Work instructions:
Your task is to transcribe the data in full.

BEGIN The input

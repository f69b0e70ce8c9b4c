//! Error types for the harvester.
//!
//! Uses the dual-error pattern: `HarvesterError` for library consumers
//! with detailed error context, and `FetchError` for the page fetcher
//! boundary. Fetch errors are recovered one level up (by the pagination
//! walker or the per-law loop); configuration errors are fatal for a run.

use thiserror::Error;

/// Errors raised while fetching a single page.
#[derive(Debug, Error)]
pub enum FetchError {
    /// HTTP request failed (network, timeout, body decoding).
    #[error("HTTP request failed: {0}")]
    Http(#[from] reqwest::Error),

    /// The server answered with a non-success status.
    #[error("HTTP status {status}")]
    Status { status: u16 },

    /// Transient failures persisted after all retry attempts.
    #[error("Giving up after {attempts} attempts: {message}")]
    RetriesExhausted { attempts: u32, message: String },

    /// The headless browser ran but did not produce a document.
    #[error("Renderer failed: {0}")]
    Renderer(String),

    /// The headless browser could not be started.
    #[error("Failed to start renderer: {0}")]
    RendererSpawn(#[source] std::io::Error),

    /// The URL could not be parsed.
    #[error("Invalid URL: '{0}'")]
    InvalidUrl(String),
}

/// Main error type for the harvester library.
#[derive(Debug, Error)]
pub enum HarvesterError {
    /// A topic or page URL is not an absolute http(s) URL.
    #[error("Invalid URL: '{0}'. Expected an absolute http(s) URL (e.g., https://www.lagboken.se/lagboken/start/)")]
    InvalidUrl(String),

    /// A quota was given but is not usable.
    #[error("Invalid quota for {name}: {value}. Expected a positive number")]
    InvalidQuota { name: &'static str, value: usize },

    /// Any other configuration problem.
    #[error("Configuration error: {0}")]
    Config(String),

    /// Fetching a page failed.
    #[error("Failed to fetch {url}: {source}")]
    Fetch {
        url: String,
        #[source]
        source: FetchError,
    },

    /// The corpus store holds no HTML for a URL.
    #[error("No stored HTML for {url} in {path}")]
    NotStored { url: String, path: String },

    /// IO error.
    #[error("IO error: {0}")]
    Io(#[from] std::io::Error),

    /// JSON serialization error.
    #[error("JSON serialization failed: {0}")]
    Json(#[from] serde_json::Error),

    /// Corpus store error.
    #[error("Corpus store error: {0}")]
    Store(#[from] rusqlite::Error),
}

impl HarvesterError {
    /// Wrap a fetch error with the URL it happened on.
    pub fn fetch(url: impl Into<String>, source: FetchError) -> Self {
        Self::Fetch {
            url: url.into(),
            source,
        }
    }

    /// Whether this error comes from invalid run configuration.
    #[must_use]
    pub fn is_configuration(&self) -> bool {
        matches!(
            self,
            Self::InvalidUrl(_) | Self::InvalidQuota { .. } | Self::Config(_)
        )
    }
}

/// Result type alias for harvester operations.
pub type Result<T> = std::result::Result<T, HarvesterError>;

END The input

Your response:
repository f69b0e70ce8c9b4c
//! Error types for the harvester.
//!
//! Uses the dual-error pattern: `HarvesterError` for library consumers
//! with detailed error context, and `FetchError` for the page fetcher
//! boundary. Fetch errors are recovered one level up (by the pagination
//! walker or the per-law loop); configuration errors are fatal for a run.

use thiserror::Error;

/// Errors raised while fetching a single page.
#[derive(Debug, Error)]
pub enum FetchError {
    /// HTTP request failed (network, timeout, body decoding).
    #[error("HTTP request failed: {0}")]
    Http(#[from] reqwest::Error),

    /// The server answered with a non-success status.
    #[error("HTTP status {status}")]
    Status { status: u16 },

    /// Transient failures persisted after all retry attempts.
    #[error("Giving up after {attempts} attempts: {message}")]
    RetriesExhausted { attempts: u32, message: String },

    /// The headless browser ran but did not produce a document.
    #[error("Renderer failed: {0}")]
    Renderer(String),

    /// The headless browser could not be started.
    #[error("Failed to start renderer: {0}")]
    RendererSpawn(#[source] std::io::Error),

    /// The URL could not be parsed.
    #[error("Invalid URL: '{0}'")]
    InvalidUrl(String),
}

/// Main error type for the harvester library.
#[derive(Debug, Error)]
pub enum HarvesterError {
    /// A topic or page URL is not an absolute http(s) URL.
    #[error("Invalid URL: '{0}'. Expected an absolute http(s) URL (e.g., https://www.lagboken.se/lagboken/start/)")]
    InvalidUrl(String),

    /// A quota was given but is not usable.
    #[error("Invalid quota for {name}: {value}. Expected a positive number")]
    InvalidQuota { name: &'static str, value: usize },

    /// Any other configuration problem.
    #[error("Configuration error: {0}")]
    Config(String),

    /// Fetching a page failed.
    #[error("Failed to fetch {url}: {source}")]
    Fetch {
        url: String,
        #[source]
        source: FetchError,
    },

    /// The corpus store holds no HTML for a URL.
    #[error("No stored HTML for {url} in {path}")]
    NotStored { url: String, path: String },

    /// IO error.
    #[error("IO error: {0}")]
    Io(#[from] std::io::Error),

    /// JSON serialization error.
    #[error("JSON serialization failed: {0}")]
    Json(#[from] serde_json::Error),

    /// Corpus store error.
    #[error("Corpus store error: {0}")]
    Store(#[from] rusqlite::Error),
}

impl HarvesterError {
    /// Wrap a fetch error with the URL it happened on.
    pub fn fetch(url: impl Into<String>, source: FetchError) -> Self {
        Self::Fetch {
            url: url.into(),
            source,
        }
    }

    /// Whether this error comes from invalid run configuration.
    #[must_use]
    pub fn is_configuration(&self) -> bool {
        matches!(
            self,
            Self::InvalidUrl(_) | Self::InvalidQuota { .. } | Self::Config(_)
        )
    }
}

/// Result type alias for harvester operations.
pub type Result<T> = std::result::Result<T, HarvesterError>;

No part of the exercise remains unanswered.